The AO imaging sessions was divided into two sessions: The first session included a protocol to acquire cone and vascular images of the macula by imaging in both a 2.0° × 1.75° imaging field encompassing 6° × 6° around the macula, and a 1.3° × 1.1° imaging field in the same locations, a 14° × 3° strip-wise region of cones and vasculature temporally from the fovea, and a 14° × 3° strip-wise imaging region of the vasculature of the superior retina (beginning 2° superior from the fovea). From the vascular images collected at the superior retina, an interconnected vascular region in the superior macula was selected for the second AO session involving the flicker stimulation. Each interconnected region selected included an arteriole, capillaries, and venule. Custom MATLAB software was then used the subject’s fundus image and the scanner positions to sample the retina at the desired locations. The criterion for selecting arterioles and venules was based on both the size of the vessels as well as the ability to visualize multiple capillaries in a region between both vessels. Arterioles and venules were identified by comparing AOSLO montages to 30 degree SLO images, as well as confirming that the direction of flow measured with the AOSLO was consistent with the vessel type.
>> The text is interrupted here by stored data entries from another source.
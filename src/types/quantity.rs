//! Resource quantities in Kubernetes notation.
//!
//! A quantity is a decimal number followed by an optional suffix:
//!
//! - binary SI: `Ki`, `Mi`, `Gi`, `Ti`, `Pi`, `Ei`
//! - decimal SI: `n`, `u`, `m`, `k`, `M`, `G`, `T`, `P`, `E`
//! - decimal exponent: `e3`, `E-2`
//!
//! Quantities keep the string they were written as (that is what gets written
//! back to the store) but compare by resolved value, held exactly as an
//! integer count of nano-units. `"1000m"` and `"1"` are equal; so are `"1Ki"`
//! and `"1024"`. Values finer than one nano-unit are rounded up.

use std::cmp::Ordering;
use std::fmt;
use std::hash::{Hash, Hasher};
use std::str::FromStr;

use serde::de::{self, Visitor};
use serde::{Deserialize, Deserializer, Serialize, Serializer};
use thiserror::Error;

const NANOS_PER_UNIT: i128 = 1_000_000_000;

/// Largest decimal exponent accepted in `e<N>` notation.
const MAX_EXPONENT: u32 = 30;

/// Errors from parsing a quantity string.
#[derive(Debug, Clone, PartialEq, Eq, Error)]
pub enum QuantityError {
    #[error("quantity is empty")]
    Empty,

    #[error("invalid number in quantity {0:?}")]
    InvalidNumber(String),

    #[error("unknown suffix {suffix:?} in quantity {input:?}")]
    UnknownSuffix { input: String, suffix: String },

    #[error("quantity {0:?} is out of range")]
    OutOfRange(String),
}

/// A resource quantity such as `4`, `500m` or `8Gi`.
#[derive(Debug, Clone)]
pub struct Quantity {
    repr: String,
    nanos: i128,
}

impl Quantity {
    /// The zero quantity, written as `"0"`.
    pub fn zero() -> Self {
        Quantity {
            repr: "0".to_string(),
            nanos: 0,
        }
    }

    /// Parses a quantity string.
    pub fn parse(input: &str) -> Result<Self, QuantityError> {
        let trimmed = input.trim();
        if trimmed.is_empty() {
            return Err(QuantityError::Empty);
        }

        let (negative, unsigned) = match trimmed.as_bytes()[0] {
            b'-' => (true, &trimmed[1..]),
            b'+' => (false, &trimmed[1..]),
            _ => (false, trimmed),
        };

        let number_end = unsigned
            .find(|c: char| !(c.is_ascii_digit() || c == '.'))
            .unwrap_or(unsigned.len());
        let (number, suffix) = unsigned.split_at(number_end);

        let (int_part, frac_part) = number.split_once('.').unwrap_or((number, ""));
        if (int_part.is_empty() && frac_part.is_empty()) || frac_part.contains('.') {
            return Err(QuantityError::InvalidNumber(input.to_string()));
        }

        let out_of_range = || QuantityError::OutOfRange(input.to_string());

        let mut mantissa: i128 = 0;
        for digit in int_part.bytes().chain(frac_part.bytes()) {
            mantissa = mantissa
                .checked_mul(10)
                .and_then(|m| m.checked_add(i128::from(digit - b'0')))
                .ok_or_else(out_of_range)?;
        }

        let (factor_num, factor_den) = suffix_factor(suffix).map_err(|e| match e {
            SuffixError::Unknown => QuantityError::UnknownSuffix {
                input: input.to_string(),
                suffix: suffix.to_string(),
            },
            SuffixError::OutOfRange => out_of_range(),
        })?;

        let scale = u32::try_from(frac_part.len()).map_err(|_| out_of_range())?;
        let numerator = mantissa
            .checked_mul(factor_num)
            .and_then(|n| n.checked_mul(NANOS_PER_UNIT))
            .ok_or_else(out_of_range)?;
        let denominator = 10i128
            .checked_pow(scale)
            .and_then(|d| d.checked_mul(factor_den))
            .ok_or_else(out_of_range)?;

        let magnitude = numerator / denominator + i128::from(numerator % denominator != 0);

        Ok(Quantity {
            repr: trimmed.to_string(),
            nanos: if negative { -magnitude } else { magnitude },
        })
    }

    /// Returns the quantity as originally written.
    pub fn as_str(&self) -> &str {
        &self.repr
    }

    /// Returns the resolved value in nano-units.
    pub fn as_nanos(&self) -> i128 {
        self.nanos
    }

    /// Returns true if the resolved value is zero.
    pub fn is_zero(&self) -> bool {
        self.nanos == 0
    }
}

enum SuffixError {
    Unknown,
    OutOfRange,
}

/// Returns the multiplier for a suffix as a `(numerator, denominator)` pair.
fn suffix_factor(suffix: &str) -> Result<(i128, i128), SuffixError> {
    let factor = match suffix {
        "" => (1, 1),
        "n" => (1, 1_000_000_000),
        "u" => (1, 1_000_000),
        "m" => (1, 1_000),
        "k" => (1_000, 1),
        "M" => (1_000_000, 1),
        "G" => (1_000_000_000, 1),
        "T" => (1_000_000_000_000, 1),
        "P" => (1_000_000_000_000_000, 1),
        "E" => (1_000_000_000_000_000_000, 1),
        "Ki" => (1 << 10, 1),
        "Mi" => (1 << 20, 1),
        "Gi" => (1 << 30, 1),
        "Ti" => (1 << 40, 1),
        "Pi" => (1 << 50, 1),
        "Ei" => (1 << 60, 1),
        _ => return exponent_factor(suffix),
    };
    Ok(factor)
}

fn exponent_factor(suffix: &str) -> Result<(i128, i128), SuffixError> {
    let Some(exponent) = suffix.strip_prefix(['e', 'E']) else {
        return Err(SuffixError::Unknown);
    };
    let (negative, digits) = match exponent.strip_prefix('-') {
        Some(rest) => (true, rest),
        None => (false, exponent.strip_prefix('+').unwrap_or(exponent)),
    };
    if digits.is_empty() || !digits.bytes().all(|b| b.is_ascii_digit()) {
        return Err(SuffixError::Unknown);
    }
    let power: u32 = digits.parse().map_err(|_| SuffixError::OutOfRange)?;
    if power > MAX_EXPONENT {
        return Err(SuffixError::OutOfRange);
    }
    let scale = 10i128.pow(power);
    Ok(if negative { (1, scale) } else { (scale, 1) })
}

impl Default for Quantity {
    fn default() -> Self {
        Self::zero()
    }
}

impl FromStr for Quantity {
    type Err = QuantityError;

    fn from_str(s: &str) -> Result<Self, Self::Err> {
        Quantity::parse(s)
    }
}

impl fmt::Display for Quantity {
    fn fmt(&self, f: &mut fmt::Formatter<'_>) -> fmt::Result {
        write!(f, "{}", self.repr)
    }
}

// Equality, ordering and hashing all go through the resolved value, exact to
// the nano-unit. Fractions are not rounded to whole units first.
impl PartialEq for Quantity {
    fn eq(&self, other: &Self) -> bool {
        self.nanos == other.nanos
    }
}

impl Eq for Quantity {}

impl PartialOrd for Quantity {
    fn partial_cmp(&self, other: &Self) -> Option<Ordering> {
        Some(self.cmp(other))
    }
}

impl Ord for Quantity {
    fn cmp(&self, other: &Self) -> Ordering {
        self.nanos.cmp(&other.nanos)
    }
}

impl Hash for Quantity {
    fn hash<H: Hasher>(&self, state: &mut H) {
        self.nanos.hash(state);
    }
}

impl Serialize for Quantity {
    fn serialize<S: Serializer>(&self, serializer: S) -> Result<S::Ok, S::Error> {
        serializer.serialize_str(&self.repr)
    }
}

impl<'de> Deserialize<'de> for Quantity {
    fn deserialize<D: Deserializer<'de>>(deserializer: D) -> Result<Self, D::Error> {
        deserializer.deserialize_any(QuantityVisitor)
    }
}

/// Accepts both `"8Gi"` and bare JSON numbers such as `4`.
struct QuantityVisitor;

impl Visitor<'_> for QuantityVisitor {
    type Value = Quantity;

    fn expecting(&self, f: &mut fmt::Formatter<'_>) -> fmt::Result {
        f.write_str("a quantity string or number")
    }

    fn visit_str<E: de::Error>(self, v: &str) -> Result<Quantity, E> {
        Quantity::parse(v).map_err(E::custom)
    }

    fn visit_u64<E: de::Error>(self, v: u64) -> Result<Quantity, E> {
        self.visit_str(&v.to_string())
    }

    fn visit_i64<E: de::Error>(self, v: i64) -> Result<Quantity, E> {
        self.visit_str(&v.to_string())
    }

    fn visit_f64<E: de::Error>(self, v: f64) -> Result<Quantity, E> {
        self.visit_str(&v.to_string())
    }
}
A small imaging field (1.3° × 1.1°) was used for identifying RBCs. For the second AO session, subjects were imaged in three sets of three-2-min imaging sessions consisting of (1) a baseline no flicker condition, (2) the full-field flicker condition, and then (3) a no flicker condition. This third condition allowed us to measure a return to baseline velocities. Prior to measuring the baseline velocities, subjects sat in the system for 1 min while fixating on the uniform background to pre-adapt the retina to the average illuminance, helping to ensure a stable baseline. The order of vessel measurements was randomized prior to the beginning of the imaging session. Before imaging the next vessel location, subjects were given a 2-min break. During each break, artificial tears were instilled to ensure adequate corneal tear quality. The computer used to generate the visual stimuli was also used to control and record experimental timing. Figure 5 illustrates the area of a vessel region in one subject relative to the size of the flicker stimulus (A) as well as the timeline for each flicker condition (B).

Figure 5
figure 5

(A) Fundus image of one subject showing the location of both the raster scan and the flicker stimulation. (B) A timeline establishing the duration of the Full-Field Flicker experiment. Scale bar is 500 µm.

Statistical analysis

Statistical analysis was performed using Microsoft Excel software (Microsoft, Redmond, WA) with a significance level set at p < 0.05. Axial velocity, diameter, and flow were normalized by comparing the average velocity, diameter, and flow in condition 2 (full-field flicker) and condition 3 (after flicker stimulation) relative to condition 1 (pre-flicker baseline) in each subject. To measure the effect of flicker stimulation on each vessel, a single-factor ANOVA was used to compare the normalized velocities, diameter, and flow across each condition. To determine whether the full-field flicker stimulus condition was the determinant factor for increases in hemodynamic response, a Bonferroni post-hoc t-test was performed to compare differences in condition 2 and condition 3 relative to baseline. Lastly, the coefficient of variation (C.V.) was used to measure fluctuations in RBC axial velocity in each type of vessel for each experimental condition. The C.V. was computed by dividing the standard deviation of the average velocities by the mean over all subjects.